Nè la pena di duecentodiciotto giorni derivante dalla originaria conversione della pena pecuniaria può considerarsi, in quanto non eseguita, come residuo della pena concorrente sia con le pene della prima carcerazione che con quelle della seconda, poichè è un residuo di pena detentiva da espiare da parte del ricorrente dopo la scarcerazione, alla pari delle pene inflitte per le nuove condanne per reati commessi successivamente a tale periodo durante il tempo in cui il medesimo ricorrente è rimasto in libertà, con l’integrazione in concreto della situazione che secondo la costante giurisprudenza di questa Corte impone appunto la formazione di cumuli parziali.

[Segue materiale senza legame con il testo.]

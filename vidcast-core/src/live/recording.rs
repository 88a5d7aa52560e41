use std::collections::HashMap;
use std::path::PathBuf;
use std::sync::{Arc, Mutex, Weak};
use std::time::Duration;

use chrono::{DateTime, Utc};
use serde::Serialize;
use tokio::sync::Mutex as AsyncMutex;
use tracing::{error, info, warn};
use uuid::Uuid;

use crate::storage::Storage;

use super::process::{shutdown_process, IngestLauncher, IngestProcess, RecorderSpec};
use super::registry::{StreamEndHook, StreamRegistry};
use super::{LiveError, LiveResult};

#[derive(Debug, Clone, Copy, PartialEq, Eq, Serialize)]
#[serde(rename_all = "snake_case")]
pub enum RecordingStatus {
    Recording,
    Completed,
    Failed,
}

#[derive(Debug, Clone, PartialEq, Serialize)]
pub struct RecordingHandle {
    pub id: String,
    pub stream_key: String,
    pub started_at: DateTime<Utc>,
    pub ended_at: Option<DateTime<Utc>>,
    pub file_path: PathBuf,
    pub status: RecordingStatus,
    pub file_size: Option<u64>,
    pub uploaded_url: Option<String>,
    pub error: Option<String>,
}

struct ActiveRecording {
    index: usize,
    process: Box<dyn IngestProcess>,
}

#[derive(Default)]
struct StreamRecordings {
    handles: Vec<RecordingHandle>,
    active: Option<ActiveRecording>,
}

/// Records live streams to files and publishes them through storage once
/// stopped. Handles are kept in memory for the life of the manager.
///
/// The manager registers itself as an end hook on its registry, so a
/// recording never outlives the stream it copies.
pub struct RecordingManager {
    registry: StreamRegistry,
    launcher: Arc<dyn IngestLauncher>,
    storage: Arc<dyn Storage>,
    stop_timeout: Duration,
    streams: Mutex<HashMap<String, Arc<AsyncMutex<StreamRecordings>>>>,
}

impl RecordingManager {
    pub fn new(
        registry: StreamRegistry,
        launcher: Arc<dyn IngestLauncher>,
        storage: Arc<dyn Storage>,
    ) -> Arc<Self> {
        let stop_timeout = registry.settings().stop_timeout;
        let manager = Arc::new(Self {
            registry,
            launcher,
            storage,
            stop_timeout,
            streams: Mutex::new(HashMap::new()),
        });
        let hook: Weak<dyn StreamEndHook> = Arc::<RecordingManager>::downgrade(&manager);
        manager.registry.on_stream_end(hook);
        manager
    }

    fn recordings_for(&self, stream_key: &str) -> Arc<AsyncMutex<StreamRecordings>> {
        let mut streams = self
            .streams
            .lock()
            .unwrap_or_else(|poisoned| poisoned.into_inner());
        Arc::clone(streams.entry(stream_key.to_string()).or_default())
    }

    fn existing(&self, stream_key: &str) -> Option<Arc<AsyncMutex<StreamRecordings>>> {
        let streams = self
            .streams
            .lock()
            .unwrap_or_else(|poisoned| poisoned.into_inner());
        streams.get(stream_key).cloned()
    }

    /// Starts recording a live stream. Liveness is checked while holding the
    /// stream's recording lock, so a concurrent stop either sees this
    /// recording and finishes it or makes this call fail with NotFound.
    pub async fn start_recording(&self, stream_key: &str) -> LiveResult<RecordingHandle> {
        let entry = self.recordings_for(stream_key);
        let mut recordings = entry.lock().await;
        let output_dir = self
            .registry
            .output_dir(stream_key)
            .await
            .ok_or_else(|| LiveError::NotFound(stream_key.to_string()))?;
        if recordings.active.is_some() {
            return Err(LiveError::InvalidOperation {
                key: stream_key.to_string(),
                reason: "a recording is already in progress".to_string(),
            });
        }

        let id = Uuid::new_v4().to_string();
        let dir = output_dir.join("recordings");
        tokio::fs::create_dir_all(&dir)
            .await
            .map_err(|source| LiveError::Io {
                source,
                path: dir.clone(),
            })?;
        let spec = RecorderSpec {
            stream_key: stream_key.to_string(),
            playlist: output_dir.join("index.m3u8"),
            output: dir.join(format!("{id}.mp4")),
            log: dir.join(format!("{id}.log")),
        };
        let process = self.launcher.spawn_recorder(&spec).await?;

        let handle = RecordingHandle {
            id,
            stream_key: stream_key.to_string(),
            started_at: Utc::now(),
            ended_at: None,
            file_path: spec.output,
            status: RecordingStatus::Recording,
            file_size: None,
            uploaded_url: None,
            error: None,
        };
        recordings.handles.push(handle.clone());
        let index = recordings.handles.len() - 1;
        recordings.active = Some(ActiveRecording { index, process });
        info!(target: "live", stream_key, recording_id = %handle.id, "recording started");
        Ok(handle)
    }

    /// Finishes the active recording of `stream_key` and publishes the file.
    /// When the upload fails the handle is marked Failed, the file stays on
    /// disk, and the storage error is returned.
    pub async fn stop_recording(&self, stream_key: &str) -> LiveResult<RecordingHandle> {
        let entry = self
            .existing(stream_key)
            .ok_or_else(|| LiveError::NotFound(stream_key.to_string()))?;
        let mut recordings = entry.lock().await;
        let Some(mut active) = recordings.active.take() else {
            return Err(LiveError::NotFound(stream_key.to_string()));
        };

        if let Err(err) = shutdown_process(active.process.as_mut(), self.stop_timeout, stream_key).await {
            warn!(target: "live", stream_key, error = %err, "recorder did not exit cleanly");
        }

        let handle = &mut recordings.handles[active.index];
        handle.ended_at = Some(Utc::now());
        handle.status = RecordingStatus::Completed;
        let bytes = match tokio::fs::read(&handle.file_path).await {
            Ok(bytes) => bytes,
            Err(source) => {
                let err = LiveError::Io {
                    source,
                    path: handle.file_path.clone(),
                };
                error!(target: "live", stream_key, recording_id = %handle.id, error = %err, "recording file missing");
                handle.status = RecordingStatus::Failed;
                handle.error = Some(err.to_string());
                return Err(err);
            }
        };
        handle.file_size = Some(bytes.len() as u64);

        match self.storage.upload_video(bytes).await {
            Ok(url) => {
                info!(target: "live", stream_key, recording_id = %handle.id, %url, "recording published");
                handle.uploaded_url = Some(url);
                Ok(handle.clone())
            }
            Err(err) => {
                error!(target: "live", stream_key, recording_id = %handle.id, error = %err, "recording upload failed");
                handle.status = RecordingStatus::Failed;
                handle.error = Some(err.to_string());
                Err(LiveError::Storage(err))
            }
        }
    }

    /// Every recording made for `stream_key`, oldest first.
    pub async fn recordings(&self, stream_key: &str) -> Vec<RecordingHandle> {
        match self.existing(stream_key) {
            Some(entry) => {
                let recordings = entry.lock().await;
                recordings.handles.clone()
            }
            None => Vec::new(),
        }
    }
}

#[async_trait::async_trait]
impl StreamEndHook for RecordingManager {
    async fn stream_ended(&self, stream_key: &str) {
        match self.stop_recording(stream_key).await {
            Ok(handle) => {
                info!(target: "live", stream_key, recording_id = %handle.id, "recording finished with stream")
            }
            Err(LiveError::NotFound(_)) => {}
            Err(err) => {
                warn!(target: "live", stream_key, error = %err, "recording could not be finished with stream")
            }
        }
    }
}
#[derive(Debug, Serialize)]
pub struct StreamSummary {
    pub stream_key: String,
    pub playback_url: String,
    pub final_status: StreamStatus,
    #[serde(skip_serializing_if = "Option::is_none")]
    pub recording: Option<RecordingHandle>,
}

impl DisplayFallback for StreamSummary {
    fn display(&self) -> String {
        let mut lines = vec![format!(
            "{} stopped (was live: {}, viewers: {})",
            self.stream_key, self.final_status.is_live, self.final_status.viewer_count
        )];
        if let Some(recording) = &self.recording {
            lines.push(format!(
                "recording {}: {:?} {}",
                recording.id,
                recording.status,
                recording.uploaded_url.as_deref().unwrap_or("-")
            ));
        }
        lines.join("\n")
    }
}

impl DisplayFallback for Vec<HealthEntry> {
    fn display(&self) -> String {
        let mut lines = Vec::new();
        for entry in self {
            lines.push(format!(
                "[{status}] {name}: {detail}",
                status = entry.status,
                name = entry.name,
                detail = entry.detail
            ));
        }
        lines.join("\n")
    }
}

#[derive(Debug, Serialize)]
pub struct HealthEntry {
    pub name: String,
    pub status: CheckStatus,
    pub detail: String,
}

#[derive(Debug, Serialize)]
pub enum CheckStatus {
    #[serde(rename = "ok")]
    Ok,
    #[serde(rename = "warn")]
    Warn,
    #[serde(rename = "error")]
    Error,
}

impl fmt::Display for CheckStatus {
    fn fmt(&self, f: &mut fmt::Formatter<'_>) -> fmt::Result {
        let label = match self {
            CheckStatus::Ok => "OK",
            CheckStatus::Warn => "WARN",
            CheckStatus::Error => "ERROR",
        };
        write!(f, "{}", label)
    }
}

impl HealthEntry {
    fn ok(name: impl Into<String>, detail: impl Into<String>) -> Self {
        Self {
            name: name.into(),
            status: CheckStatus::Ok,
            detail: detail.into(),
        }
    }

    fn warn(name: impl Into<String>, detail: impl Into<String>) -> Self {
        Self {
            name: name.into(),
            status: CheckStatus::Warn,
            detail: detail.into(),
        }
    }

    fn error(name: impl Into<String>, detail: impl Into<String>) -> Self {
        Self {
            name: name.into(),
            status: CheckStatus::Error,
            detail: detail.into(),
        }
    }
}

3.4. Nel provvedimento impugnato non sono neppure ravvisabili illogicità o contraddittorietà della motivazione dalle quali possa arguirsi l’erroneo ricorso a cumuli parziali, dovendo considerarsi che in questa sede di legittimità l’esame del merito è precluso, non è stata dedotta dal ricorrente nessuna specifica doglianza in relazione sia alla data di commissione del reati di cui alle sentenze sia in ordine alla corretta applicazione, nel caso di specie, del criterio di cui all’art. 657 c.p.p., comma 4, e, in ogni caso, ogni questione attinente la determinazione del residuo di pena espiando deve essere delibata dal giudice dell’esecuzione, che ha dato conto delle ragioni della decisione con motivazione esaustiva e ragionevole, comunque esente da vizi logici o contraddizioni.

4. Il ricorso deve essere, pertanto, dichiarato inammissibile.

Alla dichiarazione di inammissibilità del ricorso consegue la condanna del ricorrente al pagamento delle spese processuali, nonchè – valutato il contenuto del ricorso e in difetto dell’ipotesi di esclusione di colpa nella proposizione dell’impugnazione – al versamento, in favore della Cassa delle ammende, della somma che si determina nella misura ritenuta congrua di Euro 1.000,00.

P.Q.M.

Dichiara inammissibile il ricorso e condanna il ricorrente al pagamento delle spese processuali e al versamento della somma di Euro 1.000,00 alla Cassa delle ammende.

Testo non ufficiale. La sola stampa del bollettino ufficiale ha carattere legale.